SCOTTSDALE, ARIZONA | Desert Mountain was little more than an outpost in the Sonoran Desert in 1986 when developer Lyle Anderson teamed up with Jack Nicklaus to create a golf community here. Located a mere 10 miles northeast of Phoenix’s city center, the property nonetheless felt as wild and worlds apart as the 2.9 million-acre Tonto National Forest that abuts it. And that caused many in that metropolis to wonder what Anderson was thinking.
To be sure, the setting was special, with rugged mountains, flowering cacti, arroyos that filled with running rainwater when it stormed and sweeping views to greater Phoenix, aka the “Valley of the Sun.” Roadrunners and Gambel’s quail skittered across the sere soil. Mule deer bounded through stands of ironwood and mesquite trees, and every now and then, red-tailed hawks snatched cottontail rabbits from the ground with their talons and then carried them away.
But beauty aside, to say nothing of near-perfect weather for more than half the year, one had to wonder who really would want to live all the way out here.
Thousands, it turned out.
Once homes and golf courses started to be constructed per a master plan conceptualized for Anderson by Taliesin Associated Architects, which had been founded by colleagues of the late Frank Lloyd Wright, folks began flocking to Desert Mountain in droves.

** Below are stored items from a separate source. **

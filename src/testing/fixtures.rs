//! Pre-built feature views and datasets for common testing scenarios.

use crate::schema::{DataSource, FeatureView, ValueType};
use crate::value::{EntityKey, FeatureRow, Value};
use anyhow::{Context, Result};
use arrow::datatypes::FieldRef;
use arrow::record_batch::RecordBatch;
use chrono::{DateTime, Utc};
use serde::{Deserialize, Serialize};
use serde_arrow::schema::{SchemaLike, TracingOptions};
use serde_arrow::to_record_batch;

/// Event time of the first fixture row, in epoch seconds.
pub const FIXTURE_EPOCH_SECONDS: i64 = 1_700_000_000;

/// One row of the driver statistics dataset, as written by an offline store.
///
/// Timestamps are epoch seconds.
#[derive(Debug, Clone, PartialEq, Serialize, Deserialize)]
pub struct DriverStatsRow {
    pub driver_id: i64,
    pub conv_rate: f64,
    pub acc_rate: f32,
    pub avg_daily_trips: i64,
    pub event_timestamp: i64,
    pub created: i64,
}

/// The feature view matching [`DriverStatsRow`].
///
/// # Example
///
/// ```
/// use ironmat::testing::driver_stats_view;
///
/// let view = driver_stats_view();
/// assert_eq!(view.features.len(), 3);
/// assert!(view.validate().is_ok());
/// ```
#[must_use]
pub fn driver_stats_view() -> FeatureView {
    FeatureView::new(
        "driver_hourly_stats",
        DataSource::new("event_timestamp").with_created_timestamp_column("created"),
    )
    .with_entity("driver_id", ValueType::Int64)
    .with_feature("conv_rate", ValueType::Double)
    .with_feature("acc_rate", ValueType::Float)
    .with_feature("avg_daily_trips", ValueType::Int64)
}

/// `n` driver rows with distinct ids and increasing event times.
#[must_use]
pub fn driver_stats_rows(n: usize) -> Vec<DriverStatsRow> {
    (0..n)
        .map(|i| {
            let i = i as i64;
            DriverStatsRow {
                driver_id: 1000 + i,
                conv_rate: (i % 100) as f64 / 100.0,
                acc_rate: (i % 10) as f32 / 10.0,
                avg_daily_trips: i % 50,
                event_timestamp: FIXTURE_EPOCH_SECONDS + i,
                created: FIXTURE_EPOCH_SECONDS + i + 60,
            }
        })
        .collect()
}

/// Build a `RecordBatch` from serializable rows, inferring the schema from `T`.
///
/// # Errors
///
/// Returns an error if the schema cannot be inferred or the rows do not fit it.
pub fn record_batch_from_rows<T: Serialize + Deserialize<'static>>(
    rows: &[T],
) -> Result<RecordBatch> {
    let fields = Vec::<FieldRef>::from_type::<T>(TracingOptions::default())
        .context("infer Arrow schema from type T")?;
    to_record_batch(&fields, &rows).context("convert rows to RecordBatch")
}

/// [`driver_stats_rows`] as a single Arrow batch.
///
/// # Errors
///
/// See [`record_batch_from_rows`].
pub fn driver_stats_batch(n: usize) -> Result<RecordBatch> {
    record_batch_from_rows(&driver_stats_rows(n))
}

/// The feature row a [`DriverStatsRow`] converts to under [`driver_stats_view`].
#[must_use]
pub fn expected_feature_row(row: &DriverStatsRow) -> FeatureRow {
    FeatureRow {
        entity_key: EntityKey {
            join_keys: vec!["driver_id".to_string()],
            entity_values: vec![Value::Int64(row.driver_id)],
        },
        features: vec![
            ("conv_rate".to_string(), Value::Double(row.conv_rate)),
            ("acc_rate".to_string(), Value::Float(row.acc_rate)),
            ("avg_daily_trips".to_string(), Value::Int64(row.avg_daily_trips)),
        ],
        event_timestamp: epoch_seconds(row.event_timestamp),
        created_timestamp: Some(epoch_seconds(row.created)),
    }
}

/// Feature rows for writer tests that do not go through Arrow.
#[must_use]
pub fn sample_feature_rows(n: usize) -> Vec<FeatureRow> {
    driver_stats_rows(n).iter().map(expected_feature_row).collect()
}

fn epoch_seconds(secs: i64) -> DateTime<Utc> {
    DateTime::<Utc>::from_timestamp(secs, 0).unwrap_or_default()
}
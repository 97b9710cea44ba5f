//! Testing utilities for materialization workers.
//!
//! This module provides what tests of a worker, or of a custom
//! [`OnlineStore`](crate::OnlineStore), usually need:
//!
//! - **Fixtures**: a driver-statistics feature view and matching rows
//! - **Mock I/O**: temporary Parquet files, directories and partitioned datasets
//! - **Fakes**: an online store that records every provider call and can fail on demand
//! - **Assertions**: checks on mini-batch sizes and write order
//!
//! # Quick Start
//!
//! ```no_run
//! use ironmat::*;
//! use ironmat::testing::*;
//! use std::sync::Arc;
//!
//! # fn main() -> anyhow::Result<()> {
//! let dir = TempDirPath::new()?;
//! let path = dir.file_path("part-0.parquet");
//! write_parquet_rows(&path, &driver_stats_rows(2500))?;
//!
//! let store = Arc::new(RecordingOnlineStore::new());
//! let mut flow = MaterializationDataflow::new(
//!     RepoConfig::new("test"),
//!     driver_stats_view(),
//!     vec![path.display().to_string()],
//!     WorkerIdentity::new(0),
//!     store.clone(),
//! )
//! .with_mini_batch_setting(MiniBatchSetting::default());
//!
//! flow.run(None)?;
//! assert_mini_batch_sizes(&store, &[1000, 1000, 500]);
//! # Ok(())
//! # }
//! ```

mod assertions;
mod fakes;
mod fixtures;
mod mock_io;

pub use assertions::*;
pub use fakes::*;
pub use fixtures::*;
pub use mock_io::*;
//! Run configuration.
//!
//! Two pieces of configuration reach a worker:
//!
//! - the mini-batch size, an external numeric setting read from
//!   [`MINI_BATCH_SIZE_ENV`] and validated on first use;
//! - a [`MaterializationJob`] file describing the repository, the feature view
//!   and the per-worker paths, loaded from JSON.

use crate::error::ConfigError;
use crate::provider::RepoConfig;
use crate::schema::FeatureView;
use serde::{Deserialize, Serialize};
use std::env::{self, VarError};
use std::fs;
use std::num::NonZeroUsize;
use std::path::Path;

/// Environment variable holding the mini-batch size.
pub const MINI_BATCH_SIZE_ENV: &str = "IRONMAT_MINI_BATCH_SIZE";

/// Rows per provider write when the setting is absent.
pub const DEFAULT_MINI_BATCH_SIZE: NonZeroUsize = match NonZeroUsize::new(1000) {
    Some(n) => n,
    None => unreachable!(),
};

/// Raw mini-batch size setting, parsed lazily by [`MiniBatchSetting::resolve`].
#[derive(Debug, Clone, PartialEq, Eq, Default)]
pub struct MiniBatchSetting {
    raw: Option<String>,
}

impl MiniBatchSetting {
    /// Capture [`MINI_BATCH_SIZE_ENV`] from the process environment.
    ///
    /// A value that is not valid unicode is kept (lossily) so that it fails at
    /// resolution instead of silently falling back to the default.
    #[must_use]
    pub fn from_env() -> Self {
        let raw = match env::var(MINI_BATCH_SIZE_ENV) {
            Ok(v) => Some(v),
            Err(VarError::NotPresent) => None,
            Err(VarError::NotUnicode(os)) => Some(os.to_string_lossy().into_owned()),
        };
        Self { raw }
    }

    pub fn from_raw(raw: impl Into<String>) -> Self {
        Self {
            raw: Some(raw.into()),
        }
    }

    #[must_use]
    pub fn fixed(size: NonZeroUsize) -> Self {
        Self::from_raw(size.to_string())
    }

    #[must_use]
    pub fn raw(&self) -> Option<&str> {
        self.raw.as_deref()
    }

    /// Parse the setting into a positive mini-batch size.
    ///
    /// # Errors
    ///
    /// Returns [`ConfigError::InvalidMiniBatchSize`] if the value is empty,
    /// non-numeric, negative or zero.
    pub fn resolve(&self) -> Result<NonZeroUsize, ConfigError> {
        let Some(raw) = self.raw.as_deref() else {
            return Ok(DEFAULT_MINI_BATCH_SIZE);
        };
        raw.trim()
            .parse::<usize>()
            .ok()
            .and_then(NonZeroUsize::new)
            .ok_or_else(|| ConfigError::InvalidMiniBatchSize {
                value: raw.to_string(),
            })
    }
}

/// Everything a worker needs besides its identity and the provider.
#[derive(Debug, Clone, PartialEq, Eq, Serialize, Deserialize)]
pub struct MaterializationJob {
    pub repo: RepoConfig,
    pub feature_view: FeatureView,
    /// One path per worker, indexed by worker identity.
    pub paths: Vec<String>,
}

/// Load a [`MaterializationJob`] from a JSON file.
///
/// # Errors
///
/// Returns a [`ConfigError`] if the file cannot be read or parsed.
pub fn load_job(path: impl AsRef<Path>) -> Result<MaterializationJob, ConfigError> {
    let path = path.as_ref();
    let text = fs::read_to_string(path).map_err(|source| ConfigError::ReadJob {
        path: path.to_path_buf(),
        source,
    })?;
    serde_json::from_str(&text).map_err(|source| ConfigError::ParseJob {
        path: path.to_path_buf(),
        source,
    })
}

#[cfg(test)]
mod tests {
    use super::*;

    #[test]
    fn absent_setting_uses_default() -> anyhow::Result<()> {
        assert_eq!(MiniBatchSetting::default().resolve()?, DEFAULT_MINI_BATCH_SIZE);
        assert_eq!(DEFAULT_MINI_BATCH_SIZE.get(), 1000);
        Ok(())
    }

    #[test]
    fn numeric_setting_is_parsed() -> anyhow::Result<()> {
        assert_eq!(MiniBatchSetting::from_raw("250").resolve()?.get(), 250);
        assert_eq!(MiniBatchSetting::from_raw(" 7 ").resolve()?.get(), 7);
        Ok(())
    }

    #[test]
    fn malformed_settings_are_rejected() {
        for raw in ["0", "-5", "abc", "", "1.5"] {
            let err = MiniBatchSetting::from_raw(raw).resolve().unwrap_err();
            assert!(
                matches!(&err, ConfigError::InvalidMiniBatchSize { value } if value == raw),
                "{raw:?} gave {err}"
            );
        }
    }

    // Every environment case lives in this one test so that no other test
    // observes the variable while it is being changed.
    #[test]
    fn setting_is_read_from_the_environment() -> anyhow::Result<()> {
        // SAFETY: no other test in this crate touches this variable.
        unsafe { env::set_var(MINI_BATCH_SIZE_ENV, "250") };
        let setting = MiniBatchSetting::from_env();
        assert_eq!(setting.raw(), Some("250"));
        assert_eq!(setting.resolve()?.get(), 250);

        // SAFETY: as above.
        unsafe { env::remove_var(MINI_BATCH_SIZE_ENV) };
        let setting = MiniBatchSetting::from_env();
        assert_eq!(setting.raw(), None);
        assert_eq!(setting.resolve()?.get(), 1000);

        // SAFETY: as above.
        unsafe { env::set_var(MINI_BATCH_SIZE_ENV, "0") };
        let err = MiniBatchSetting::from_env().resolve().unwrap_err();
        // SAFETY: as above.
        unsafe { env::remove_var(MINI_BATCH_SIZE_ENV) };
        assert!(matches!(err, ConfigError::InvalidMiniBatchSize { value } if value == "0"));
        Ok(())
    }

    #[test]
    fn job_file_round_trips() -> anyhow::Result<()> {
        let tmp = tempfile::tempdir()?;
        let path = tmp.path().join("job.json");
        fs::write(
            &path,
            r#"{
                "repo": {"project": "rides"},
                "feature_view": {
                    "name": "driver_stats",
                    "entity_columns": [{"name": "driver_id", "value_type": "INT64"}],
                    "features": [{"name": "conv_rate", "value_type": "DOUBLE"}],
                    "batch_source": {
                        "timestamp_field": "event_timestamp",
                        "field_mapping": {"f1": "conv_rate"}
                    }
                },
                "paths": ["/data/part-0", "/data/part-1"]
            }"#,
        )?;

        let job = load_job(&path)?;
        assert_eq!(job.repo.project, "rides");
        assert_eq!(job.paths.len(), 2);
        assert_eq!(job.feature_view.batch_source.created_timestamp_column, None);
        assert_eq!(
            job.feature_view
                .batch_source
                .field_mapping
                .as_ref()
                .and_then(|m| m.get("f1"))
                .map(String::as_str),
            Some("conv_rate")
        );
        Ok(())
    }

    #[test]
    fn unreadable_and_malformed_job_files_fail() -> anyhow::Result<()> {
        let tmp = tempfile::tempdir()?;
        assert!(matches!(
            load_job(tmp.path().join("missing.json")),
            Err(ConfigError::ReadJob { .. })
        ));
        let bad = tmp.path().join("bad.json");
        fs::write(&bad, "{ not json")?;
        assert!(matches!(load_job(&bad), Err(ConfigError::ParseJob { .. })));
        Ok(())
    }
}
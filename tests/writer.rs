//! Integration tests for mini-batched provider writes.

use ironmat::error::ConfigError;
use ironmat::testing::*;
use ironmat::*;
use std::num::NonZeroUsize;
use std::sync::Arc;

fn writer(store: &Arc<RecordingOnlineStore>, setting: MiniBatchSetting) -> BatchWriter {
    BatchWriter::new(
        store.clone(),
        RepoConfig::new("test"),
        Arc::new(driver_stats_view()),
        setting,
    )
}

fn fixed(size: usize) -> MiniBatchSetting {
    MiniBatchSetting::fixed(NonZeroUsize::new(size).expect("non-zero size"))
}

#[test]
fn rows_are_split_into_ceil_n_over_b_calls() -> anyhow::Result<()> {
    for (n, b, expected) in [
        (10, 3, vec![3, 3, 3, 1]),
        (9, 3, vec![3, 3, 3]),
        (2, 5, vec![2]),
        (1, 1, vec![1]),
    ] {
        let store = Arc::new(RecordingOnlineStore::new());
        let mut w = writer(&store, fixed(b));
        let rows = sample_feature_rows(n);

        assert_eq!(w.write(&rows)?, n);
        assert_mini_batch_sizes(&store, &expected);
        assert_mini_batches_bounded(&store, b);
        assert_rows_written_in_order(&store, &rows);
        assert_eq!(w.progress().get(), n as u64);
        assert_eq!(w.mini_batches_written(), expected.len());
    }
    Ok(())
}

#[test]
fn default_setting_writes_thousand_row_mini_batches() -> anyhow::Result<()> {
    let store = Arc::new(RecordingOnlineStore::new());
    let mut w = writer(&store, MiniBatchSetting::default());
    w.write(&sample_feature_rows(2500))?;
    assert_mini_batch_sizes(&store, &[1000, 1000, 500]);
    assert_eq!(w.progress().get(), 2500);
    Ok(())
}

#[test]
fn empty_input_makes_no_calls() -> anyhow::Result<()> {
    let store = Arc::new(RecordingOnlineStore::new());
    let mut w = writer(&store, fixed(10));
    assert_eq!(w.write(&[])?, 0);
    assert!(store.calls().is_empty());
    assert_eq!(w.progress().get(), 0);
    Ok(())
}

#[test]
fn progress_accumulates_across_writes() -> anyhow::Result<()> {
    let store = Arc::new(RecordingOnlineStore::new());
    let mut w = writer(&store, fixed(4));
    let rows = sample_feature_rows(10);

    w.write(&rows[..6])?;
    assert_eq!(w.progress().get(), 6);
    w.write(&rows[6..])?;
    assert_eq!(w.progress().get(), 10);

    // Each write starts its own run of mini-batches.
    assert_mini_batch_sizes(&store, &[4, 2, 4]);
    assert_rows_written_in_order(&store, &rows);
    Ok(())
}

#[test]
fn failed_mini_batch_stops_the_write() {
    let store = Arc::new(RecordingOnlineStore::failing_on_call(2));
    let mut w = writer(&store, fixed(3));
    let rows = sample_feature_rows(10);

    let err = w.write(&rows).unwrap_err();
    assert_eq!(err.kind(), ErrorKind::ProviderWrite);
    match &err {
        MaterializeError::ProviderWrite {
            mini_batch,
            rows_acknowledged,
            source,
            ..
        } => {
            assert_eq!(*mini_batch, 1);
            assert_eq!(*rows_acknowledged, 3);
            assert_eq!(source.to_string(), "injected failure on provider call 2");
        }
        other => panic!("unexpected error: {other}"),
    }

    // Third and fourth mini-batches are never attempted.
    assert_mini_batch_sizes(&store, &[3, 3]);
    assert_rows_written_in_order(&store, &rows[..3]);
    assert_eq!(w.progress().get(), 3);
}

#[test]
fn invalid_setting_fails_before_any_provider_call() {
    for raw in ["0", "abc", "-1", ""] {
        let store = Arc::new(RecordingOnlineStore::new());
        let mut w = writer(&store, MiniBatchSetting::from_raw(raw));

        let err = w.write(&sample_feature_rows(5)).unwrap_err();
        assert_eq!(err.kind(), ErrorKind::Configuration, "{raw:?}");
        assert!(matches!(
            err,
            MaterializeError::Config(ConfigError::InvalidMiniBatchSize { .. })
        ));
        assert!(store.calls().is_empty());
        assert_eq!(w.progress().get(), 0);
    }
}

#[test]
fn replaced_setting_is_resolved_again() -> anyhow::Result<()> {
    let store = Arc::new(RecordingOnlineStore::new());
    let mut w = writer(&store, fixed(2));
    assert_eq!(w.mini_batch_size()?.get(), 2);

    w.set_mini_batch_setting(fixed(5));
    assert_eq!(w.mini_batch_size()?.get(), 5);
    Ok(())
}
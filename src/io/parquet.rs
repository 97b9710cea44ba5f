//! Streaming Parquet reader.
//!
//! [`ColumnarReader`] turns a worker's path into a lazy sequence of Arrow
//! [`RecordBatch`]es. Fragments are opened one at a time and decoded in
//! batches of at most [`ReaderOptions::batch_size`] rows, so memory use is
//! bounded by one batch regardless of how large the partition is.

use crate::error::ReadError;
use crate::io::glob::resolve_fragments;
use arrow::record_batch::RecordBatch;
use parquet::arrow::arrow_reader::{ParquetRecordBatchReader, ParquetRecordBatchReaderBuilder};
use std::fs::File;
use std::iter::FusedIterator;
use std::path::{Path, PathBuf};
use tracing::debug;

/// Rows per decoded batch when nothing else is configured.
pub const DEFAULT_READ_BATCH_SIZE: usize = 64 * 1024;

#[derive(Debug, Clone, Copy, PartialEq, Eq)]
pub struct ReaderOptions {
    /// Upper bound on rows per yielded batch. `0` is treated as 1.
    pub batch_size: usize,
}

impl Default for ReaderOptions {
    fn default() -> Self {
        Self {
            batch_size: DEFAULT_READ_BATCH_SIZE,
        }
    }
}

/// Lazy, finite, non-restartable sequence of batches from one path.
///
/// Batches come in fragment order, then file order within a fragment. The
/// first error ends the sequence.
pub struct ColumnarReader {
    source: String,
    fragments: Vec<PathBuf>,
    next_fragment: usize,
    current: Option<(PathBuf, ParquetRecordBatchReader)>,
    options: ReaderOptions,
    finished: bool,
}

impl ColumnarReader {
    /// Resolve `path` into its fragments. No fragment is opened yet.
    ///
    /// # Errors
    ///
    /// Returns a [`ReadError`] if the path does not exist or resolves to no files.
    pub fn open(path: &str, options: ReaderOptions) -> Result<Self, ReadError> {
        let fragments = resolve_fragments(path)?;
        debug!(path, fragments = fragments.len(), "resolved parquet fragments");
        Ok(Self {
            source: path.to_string(),
            fragments,
            next_fragment: 0,
            current: None,
            options,
            finished: false,
        })
    }

    /// The path this reader was opened with.
    #[must_use]
    pub fn source(&self) -> &str {
        &self.source
    }

    #[must_use]
    pub fn fragments(&self) -> &[PathBuf] {
        &self.fragments
    }

    fn open_fragment(&self, path: &Path) -> Result<ParquetRecordBatchReader, ReadError> {
        let file = File::open(path).map_err(|source| ReadError::Open {
            path: path.to_path_buf(),
            source,
        })?;
        let parquet_err = |source| ReadError::Parquet {
            path: path.to_path_buf(),
            source,
        };
        ParquetRecordBatchReaderBuilder::try_new(file)
            .map_err(parquet_err)?
            .with_batch_size(self.options.batch_size.max(1))
            .build()
            .map_err(parquet_err)
    }

    fn fail(&mut self, err: ReadError) -> Option<Result<RecordBatch, ReadError>> {
        self.finished = true;
        self.current = None;
        Some(Err(err))
    }
}

impl Iterator for ColumnarReader {
    type Item = Result<RecordBatch, ReadError>;

    fn next(&mut self) -> Option<Self::Item> {
        loop {
            if self.finished {
                return None;
            }

            if let Some((path, reader)) = self.current.as_mut() {
                match reader.next() {
                    Some(Ok(batch)) => return Some(Ok(batch)),
                    Some(Err(source)) => {
                        let path = path.clone();
                        return self.fail(ReadError::Decode { path, source });
                    }
                    None => self.current = None,
                }
            }

            let Some(path) = self.fragments.get(self.next_fragment).cloned() else {
                self.finished = true;
                return None;
            };
            self.next_fragment += 1;
            match self.open_fragment(&path) {
                Ok(reader) => {
                    debug!(fragment = %path.display(), "opened parquet fragment");
                    self.current = Some((path, reader));
                }
                Err(e) => return self.fail(e),
            }
        }
    }
}

impl FusedIterator for ColumnarReader {}
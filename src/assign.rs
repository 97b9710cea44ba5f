//! Static assignment of input paths to workers.
//!
//! Every worker is constructed with its [`WorkerIdentity`] and the full list
//! of per-worker paths, and owns exactly the path at its index. Assignment is
//! decided before the run starts; there is no rebalancing.
//!
//! The identity fixed at construction is authoritative. When a runtime also
//! reports a [`WorkerContext`], it must agree with that identity, otherwise
//! the worker refuses to start rather than silently reading another worker's
//! path.

use crate::error::AssignmentError;
use crate::stage::WorkerContext;
use serde::{Deserialize, Serialize};

/// Position of this worker in the path list.
#[derive(Debug, Clone, Copy, PartialEq, Eq, Hash, Serialize, Deserialize)]
pub struct WorkerIdentity {
    pub index: usize,
}

impl WorkerIdentity {
    #[must_use]
    pub const fn new(index: usize) -> Self {
        Self { index }
    }

    /// Check a runtime-reported context against this identity.
    ///
    /// # Errors
    ///
    /// Fails if the runtime index differs from this identity, or if the
    /// runtime's worker count does not match the number of paths.
    pub fn reconcile(
        &self,
        ctx: Option<WorkerContext>,
        paths: usize,
    ) -> Result<(), AssignmentError> {
        let Some(ctx) = ctx else {
            return Ok(());
        };
        if ctx.worker_index != self.index {
            return Err(AssignmentError::IdentityMismatch {
                constructed: self.index,
                runtime: ctx.worker_index,
            });
        }
        if ctx.worker_count != paths {
            return Err(AssignmentError::WorkerCountMismatch {
                worker_count: ctx.worker_count,
                paths,
            });
        }
        Ok(())
    }

    /// The path owned by this worker.
    ///
    /// # Errors
    ///
    /// See [`assign_path`].
    pub fn assigned_path<'a>(&self, paths: &'a [String]) -> Result<&'a str, AssignmentError> {
        assign_path(self.index, paths)
    }
}

/// Return `paths[index]`.
///
/// # Errors
///
/// Returns [`AssignmentError::OutOfRange`] if `index` is not a valid index
/// into `paths`.
pub fn assign_path(index: usize, paths: &[String]) -> Result<&str, AssignmentError> {
    paths
        .get(index)
        .map(String::as_str)
        .ok_or(AssignmentError::OutOfRange {
            index,
            len: paths.len(),
        })
}
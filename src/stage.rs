//! Engine-neutral three-stage dataflow.
//!
//! A materialization worker is a fixed pipeline of three stages:
//!
//! 1. an [`InputStage`] produces the items this worker owns,
//! 2. an [`ExpandStage`] turns each item into a lazy sequence of records,
//! 3. a [`ConsumeStage`] persists each record.
//!
//! A cluster runtime can drive these traits directly; [`run_stages`] drives
//! them in-process. Either way the flow is pull-based and strictly sequential:
//! a record is consumed before the next one is pulled from the expansion.

use crate::error::MaterializeError;

/// Identity the cluster runtime reports when it asks a worker for input.
#[derive(Debug, Clone, Copy, PartialEq, Eq)]
pub struct WorkerContext {
    pub worker_index: usize,
    pub worker_count: usize,
}

impl WorkerContext {
    #[must_use]
    pub const fn new(worker_index: usize, worker_count: usize) -> Self {
        Self {
            worker_index,
            worker_count,
        }
    }
}

pub trait InputStage {
    type Item;

    /// Items owned by this worker. `ctx` is the runtime's view of the worker,
    /// if a runtime is driving the flow.
    ///
    /// # Errors
    ///
    /// Fails if this worker has no valid input.
    fn produce(&mut self, ctx: Option<WorkerContext>) -> Result<Vec<Self::Item>, MaterializeError>;
}

pub trait ExpandStage<I> {
    type Output;
    type Outputs: Iterator<Item = Result<Self::Output, MaterializeError>>;

    /// Lazily expand one input item.
    ///
    /// # Errors
    ///
    /// Fails if the item cannot be opened for expansion.
    fn expand(&mut self, item: I) -> Result<Self::Outputs, MaterializeError>;
}

pub trait ConsumeStage<T> {
    /// Persist one record. Must not return before the record is durable.
    ///
    /// # Errors
    ///
    /// Fails if the record cannot be persisted.
    fn consume(&mut self, item: T) -> Result<(), MaterializeError>;
}

/// Drive three stages to completion, stopping at the first error.
///
/// # Errors
///
/// Returns the first error raised by any stage or by the expansion iterator.
pub fn run_stages<In, Ex, Co>(
    input: &mut In,
    expand: &mut Ex,
    consume: &mut Co,
    ctx: Option<WorkerContext>,
) -> Result<(), MaterializeError>
where
    In: InputStage,
    Ex: ExpandStage<In::Item>,
    Co: ConsumeStage<Ex::Output>,
{
    for item in input.produce(ctx)? {
        for record in expand.expand(item)? {
            consume.consume(record?)?;
        }
    }
    Ok(())
}
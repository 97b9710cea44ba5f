//! Fake online stores for testing.
//!
//! [`RecordingOnlineStore`] keeps every provider call it receives so tests can
//! check mini-batch boundaries and ordering, and can be told to reject a
//! specific call to exercise failure handling.

use crate::provider::{InMemoryOnlineStore, OnlineStore, ProviderError, RepoConfig};
use crate::schema::FeatureView;
use crate::value::FeatureRow;
use std::sync::{Arc, Mutex};
use thiserror::Error;

/// Error returned by a [`RecordingOnlineStore`] on its configured failing call.
#[derive(Debug, Clone, PartialEq, Eq, Error)]
#[error("injected failure on provider call {call}")]
pub struct InjectedFailure {
    pub call: usize,
}

/// One `online_write_batch` call as seen by the fake.
#[derive(Debug, Clone)]
pub struct WriteCall {
    pub project: String,
    pub view: String,
    pub rows: Vec<FeatureRow>,
    /// Whether the call returned success.
    pub acknowledged: bool,
}

/// Online store that records calls and delegates storage to an
/// [`InMemoryOnlineStore`].
#[derive(Clone, Default)]
pub struct RecordingOnlineStore {
    calls: Arc<Mutex<Vec<WriteCall>>>,
    fail_on_call: Option<usize>,
    inner: InMemoryOnlineStore,
}

impl RecordingOnlineStore {
    #[must_use]
    pub fn new() -> Self {
        Self::default()
    }

    /// A store that rejects its `call`-th write (1-based) with [`InjectedFailure`].
    ///
    /// The rejected call persists nothing and reports no progress.
    #[must_use]
    pub fn failing_on_call(call: usize) -> Self {
        Self {
            fail_on_call: Some(call),
            ..Self::default()
        }
    }

    /// Every call received so far, rejected ones included.
    #[must_use]
    pub fn calls(&self) -> Vec<WriteCall> {
        self.calls.lock().expect("calls mutex poisoned").clone()
    }

    /// Row counts of all received calls, in order.
    #[must_use]
    pub fn call_sizes(&self) -> Vec<usize> {
        self.calls
            .lock()
            .expect("calls mutex poisoned")
            .iter()
            .map(|c| c.rows.len())
            .collect()
    }

    /// Rows of acknowledged calls, concatenated in call order.
    #[must_use]
    pub fn acknowledged_rows(&self) -> Vec<FeatureRow> {
        self.calls
            .lock()
            .expect("calls mutex poisoned")
            .iter()
            .filter(|c| c.acknowledged)
            .flat_map(|c| c.rows.iter().cloned())
            .collect()
    }

    /// The backing store holding acknowledged rows.
    #[must_use]
    pub fn store(&self) -> &InMemoryOnlineStore {
        &self.inner
    }
}

impl OnlineStore for RecordingOnlineStore {
    fn online_write_batch(
        &self,
        config: &RepoConfig,
        view: &FeatureView,
        rows: &[FeatureRow],
        progress: &mut dyn FnMut(usize),
    ) -> Result<(), ProviderError> {
        let mut calls = self.calls.lock().expect("calls mutex poisoned");
        let call = calls.len() + 1;
        let mut record = WriteCall {
            project: config.project.clone(),
            view: view.name.clone(),
            rows: rows.to_vec(),
            acknowledged: false,
        };

        if self.fail_on_call == Some(call) {
            calls.push(record);
            return Err(Box::new(InjectedFailure { call }));
        }

        let result = self.inner.online_write_batch(config, view, rows, progress);
        record.acknowledged = result.is_ok();
        calls.push(record);
        result
    }
}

Nearly four decades later, the club that in many ways put Scottsdale on the golf map and ushered in the desert golf movement in the American Southwest occupies 8,300 acres with some 5,000 residents from 49 states and eight foreign countries living in 35 individual “villages.” Amenities include seven golf courses, six of which were designed by Jack Nicklaus; seven clubhouses; 10 restaurants; a 42,000-square-foot spa and fitness center; 25 miles of trails for hiking and biking; and nine tennis courts with three types of playing surfaces as well as bocce and pickleball.